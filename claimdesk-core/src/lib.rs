//! claimdesk-core: trade records, claim classification types, and date handling

pub mod claim;
pub mod dates;
pub mod status;
pub mod trade;

pub use claim::{CategoryTag, ClaimType, ClassificationResult, DataWarning, StatusField, join_labels};
pub use dates::{days_between_ceil, parse_trade_date};
pub use status::ProcessStatus;
pub use trade::{DEFAULT_FALLBACK_NOTIONAL, TradeRecord};
//! Settlement-delay interest: simple interest over an actual/365-style basis,
//! with the annual rate supplied by a `RateProvider`.

use claimdesk_core::TradeRecord;
use serde::{Deserialize, Serialize};
use std::collections::HashMap;

/// Annual rate used when nothing more specific is configured
pub const DEFAULT_ANNUAL_RATE: f64 = 0.05;

/// Source of the annual interest rate for a trade's claim.
pub trait RateProvider {
    /// Annual rate as a fraction (0.05 = 5%)
    fn annual_rate(&self, trade: &TradeRecord) -> f64;
}

/// One rate for every trade
#[derive(Debug, Clone, Copy, PartialEq, Serialize, Deserialize)]
pub struct FlatRate(pub f64);

impl Default for FlatRate {
    fn default() -> Self {
        FlatRate(DEFAULT_ANNUAL_RATE)
    }
}

impl RateProvider for FlatRate {
    fn annual_rate(&self, _trade: &TradeRecord) -> f64 {
        self.0
    }
}

/// Per-counterparty agreed rates with a default. Lookup ignores case and
/// surrounding whitespace.
#[derive(Debug, Clone, PartialEq)]
pub struct CounterpartyRates {
    default_rate: f64,
    overrides: HashMap<String, f64>,
}

impl CounterpartyRates {
    pub fn new(default_rate: f64) -> Self {
        Self {
            default_rate,
            overrides: HashMap::new(),
        }
    }

    pub fn with_rate(mut self, counterparty: &str, rate: f64) -> Self {
        self.insert(counterparty, rate);
        self
    }

    pub fn insert(&mut self, counterparty: &str, rate: f64) {
        self.overrides.insert(key(counterparty), rate);
    }

    pub fn len(&self) -> usize {
        self.overrides.len()
    }

    pub fn is_empty(&self) -> bool {
        self.overrides.is_empty()
    }
}

impl<'a> FromIterator<(&'a str, f64)> for CounterpartyRates {
    fn from_iter<I: IntoIterator<Item = (&'a str, f64)>>(iter: I) -> Self {
        let mut rates = CounterpartyRates::new(DEFAULT_ANNUAL_RATE);
        for (cpty, rate) in iter {
            rates.insert(cpty, rate);
        }
        rates
    }
}

fn key(counterparty: &str) -> String {
    counterparty.trim().to_lowercase()
}

impl RateProvider for CounterpartyRates {
    fn annual_rate(&self, trade: &TradeRecord) -> f64 {
        self.overrides
            .get(&key(trade.counterparty()))
            .copied()
            .unwrap_or(self.default_rate)
    }
}

impl<R: RateProvider + ?Sized> RateProvider for &R {
    fn annual_rate(&self, trade: &TradeRecord) -> f64 {
        (**self).annual_rate(trade)
    }
}

impl<R: RateProvider + ?Sized> RateProvider for Box<R> {
    fn annual_rate(&self, trade: &TradeRecord) -> f64 {
        (**self).annual_rate(trade)
    }
}

/// Clamp a provider's rate: negative or non-finite rates accrue nothing.
pub fn sanitize_rate(rate: f64) -> f64 {
    if rate.is_finite() && rate > 0.0 { rate } else { 0.0 }
}

/// `rate * |notional| * days / basis`, zero unless the breach exceeds the
/// grace period. Always finite and non-negative.
pub fn accrued_interest(rate: f64, notional: f64, breach_days: i64, grace_days: i64, basis: f64) -> f64 {
    if breach_days <= grace_days || !notional.is_finite() || !(basis.is_finite() && basis > 0.0) {
        return 0.0;
    }
    let amount = sanitize_rate(rate) * notional.abs() * (breach_days as f64 / basis);
    if amount.is_finite() { amount } else { 0.0 }
}
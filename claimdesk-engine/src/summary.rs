//! Claim KPIs: totals per claim direction, per category, and per counterparty.

use claimdesk_core::{CategoryTag, ClaimType, ClassificationResult};
use serde::Serialize;
use std::collections::{BTreeMap, HashMap};

/// Count and totals for one claim direction
#[derive(Debug, Clone, Default, PartialEq, Serialize)]
#[serde(rename_all = "camelCase")]
pub struct ClaimBucket {
    pub count: usize,
    pub total_interest: f64,
    pub total_pnl: f64,
}

impl ClaimBucket {
    fn add(&mut self, r: &ClassificationResult) {
        self.count += 1;
        self.total_interest += r.interest_amount;
        self.total_pnl += r.pnl;
    }
}

/// Interest accrued against one counterparty
#[derive(Debug, Clone, PartialEq, Serialize)]
#[serde(rename_all = "camelCase")]
pub struct CounterpartyExposure {
    pub counterparty: String,
    pub claims: usize,
    pub total_interest: f64,
}

#[derive(Debug, Clone, Default, PartialEq, Serialize)]
#[serde(rename_all = "camelCase")]
pub struct ClaimSummary {
    pub total_records: usize,
    pub receivable: ClaimBucket,
    pub payable: ClaimBucket,
    pub not_applicable: usize,
    /// Tag counts in rule order
    pub by_category: BTreeMap<CategoryTag, usize>,
    /// Sorted by total interest, largest first
    pub by_counterparty: Vec<CounterpartyExposure>,
    pub total_interest: f64,
    pub records_with_warnings: usize,
    pub max_sla_breach_days: i64,
}

impl ClaimSummary {
    pub fn from_results(results: &[ClassificationResult]) -> Self {
        let mut summary = ClaimSummary {
            total_records: results.len(),
            ..Self::default()
        };
        let mut exposure: HashMap<&str, (usize, f64)> = HashMap::new();

        for r in results {
            match r.claim_type {
                ClaimType::Receivable => summary.receivable.add(r),
                ClaimType::Payable => summary.payable.add(r),
                ClaimType::NotApplicable => summary.not_applicable += 1,
            }

            for tag in &r.category_labels {
                *summary.by_category.entry(*tag).or_insert(0) += 1;
            }

            if r.is_claim() {
                let e = exposure.entry(r.counterparty.as_str()).or_insert((0, 0.0));
                e.0 += 1;
                e.1 += r.interest_amount;
            }

            summary.total_interest += r.interest_amount;
            if r.has_warnings() {
                summary.records_with_warnings += 1;
            }
            summary.max_sla_breach_days = summary.max_sla_breach_days.max(r.sla_breach_days);
        }

        let mut by_counterparty: Vec<CounterpartyExposure> = exposure
            .into_iter()
            .map(|(cpty, (claims, total_interest))| CounterpartyExposure {
                counterparty: cpty.to_string(),
                claims,
                total_interest,
            })
            .collect();
        by_counterparty.sort_by(|a, b| {
            b.total_interest
                .total_cmp(&a.total_interest)
                .then_with(|| a.counterparty.cmp(&b.counterparty))
        });
        summary.by_counterparty = by_counterparty;

        summary
    }

    pub fn claim_count(&self) -> usize {
        self.receivable.count + self.payable.count
    }

    /// Receivable minus payable interest
    pub fn net_interest(&self) -> f64 {
        self.receivable.total_interest - self.payable.total_interest
    }

    pub fn category_count(&self, tag: CategoryTag) -> usize {
        self.by_category.get(&tag).copied().unwrap_or(0)
    }
}

#[cfg(test)]
mod tests {
    use super::*;
    use crate::engine::ClaimEngine;
    use crate::interest::FlatRate;
    use claimdesk_core::TradeRecord;

    fn sample() -> Vec<ClassificationResult> {
        let trades = vec![
            TradeRecord::new("R1")
                .with_counterparty("Acme")
                .with_pnl(1000.0)
                .with_confirmation("Failed")
                .with_expense_approval("Approved")
                .with_cost_allocation("Allocated")
                .with_value_date("2024-01-17")
                .with_settlement_date("2024-01-22")
                .with_notional(1_000_000.0),
            TradeRecord::new("R2")
                .with_counterparty("Beta")
                .with_pnl(50.0)
                .with_confirmation("Confirmed")
                .with_expense_approval("Pending")
                .with_cost_allocation("Allocated")
                .with_value_date("2024-01-17")
                .with_settlement_date("2024-01-20")
                .with_notional(2_000_000.0),
            TradeRecord::new("P1")
                .with_counterparty("Acme")
                .with_pnl(-300.0)
                .with_confirmation("Confirmed")
                .with_expense_approval("Approved")
                .with_cost_allocation("Failed")
                .with_value_date("2024-01-17")
                .with_settlement_date("2024-01-17")
                .with_notional(500_000.0),
            TradeRecord::new("N1")
                .with_counterparty("Gamma")
                .with_pnl(10.0)
                .with_confirmation("Confirmed")
                .with_expense_approval("Approved")
                .with_cost_allocation("Allocated"),
        ];
        ClaimEngine::new(Default::default(), FlatRate(0.05)).classify_all(&trades)
    }

    #[test]
    fn test_buckets_add_up() {
        let s = ClaimSummary::from_results(&sample());
        assert_eq!(s.total_records, 4);
        assert_eq!(s.receivable.count, 2);
        assert_eq!(s.payable.count, 1);
        assert_eq!(s.not_applicable, 1);
        assert_eq!(s.claim_count() + s.not_applicable, s.total_records);
        assert_eq!(s.payable.total_pnl, -300.0);
    }

    #[test]
    fn test_category_counts() {
        let s = ClaimSummary::from_results(&sample());
        assert_eq!(s.category_count(CategoryTag::FailedConfirmation), 1);
        assert_eq!(s.category_count(CategoryTag::SettlementDelay), 2);
        assert_eq!(s.category_count(CategoryTag::PendingApproval), 1);
        assert_eq!(s.category_count(CategoryTag::CostAllocationFailed), 1);
        assert_eq!(s.category_count(CategoryTag::NoIssues), 1);
        assert_eq!(s.category_count(CategoryTag::ExpenseRejected), 0);
    }

    #[test]
    fn test_interest_totals_and_exposure_order() {
        let results = sample();
        let s = ClaimSummary::from_results(&results);
        let sum: f64 = results.iter().map(|r| r.interest_amount).sum();
        assert!((s.total_interest - sum).abs() < 1e-9);
        assert_eq!(s.max_sla_breach_days, 5);

        // Beta: 2m * 3d accrues more than Acme: 1m * 5d
        assert_eq!(s.by_counterparty[0].counterparty, "Beta");
        assert_eq!(s.by_counterparty[1].counterparty, "Acme");
        assert_eq!(s.by_counterparty[1].claims, 2);
        assert!(s.by_counterparty.iter().all(|e| e.counterparty != "Gamma"));
        assert!(s.net_interest() > 0.0);
    }

    #[test]
    fn test_warnings_counted() {
        let s = ClaimSummary::from_results(&sample());
        // N1 has no dates and no notional
        assert_eq!(s.records_with_warnings, 1);
    }

    #[test]
    fn test_empty_summary() {
        let s = ClaimSummary::from_results(&[]);
        assert_eq!(s.total_records, 0);
        assert_eq!(s.total_interest, 0.0);
        assert!(s.by_counterparty.is_empty());
    }
}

# AIM OF THE TASK
Please transcribe, exactly and with nothing added, the lines from the first line of the material above through the line that contains "fn annual_rate(&self, trade: &TradeRecord) -> f64;".

# OUTPUT OF THE TASK
filename claimdesk-core/src/lib.rs
//! claimdesk-core: trade records, claim classification types, and date handling

pub mod claim;
pub mod dates;
pub mod status;
pub mod trade;

pub use claim::{CategoryTag, ClaimType, ClassificationResult, DataWarning, StatusField, join_labels};
pub use dates::{days_between_ceil, parse_trade_date};
pub use status::ProcessStatus;
pub use trade::{DEFAULT_FALLBACK_NOTIONAL, TradeRecord};
//! Settlement-delay interest: simple interest over an actual/365-style basis,
//! with the annual rate supplied by a `RateProvider`.

use claimdesk_core::TradeRecord;
use serde::{Deserialize, Serialize};
use std::collections::HashMap;

/// Annual rate used when nothing more specific is configured
pub const DEFAULT_ANNUAL_RATE: f64 = 0.05;

/// Source of the annual interest rate for a trade's claim.
pub trait RateProvider {
    /// Annual rate as a fraction (0.05 = 5%)
    fn annual_rate(&self, trade: &TradeRecord) -> f64;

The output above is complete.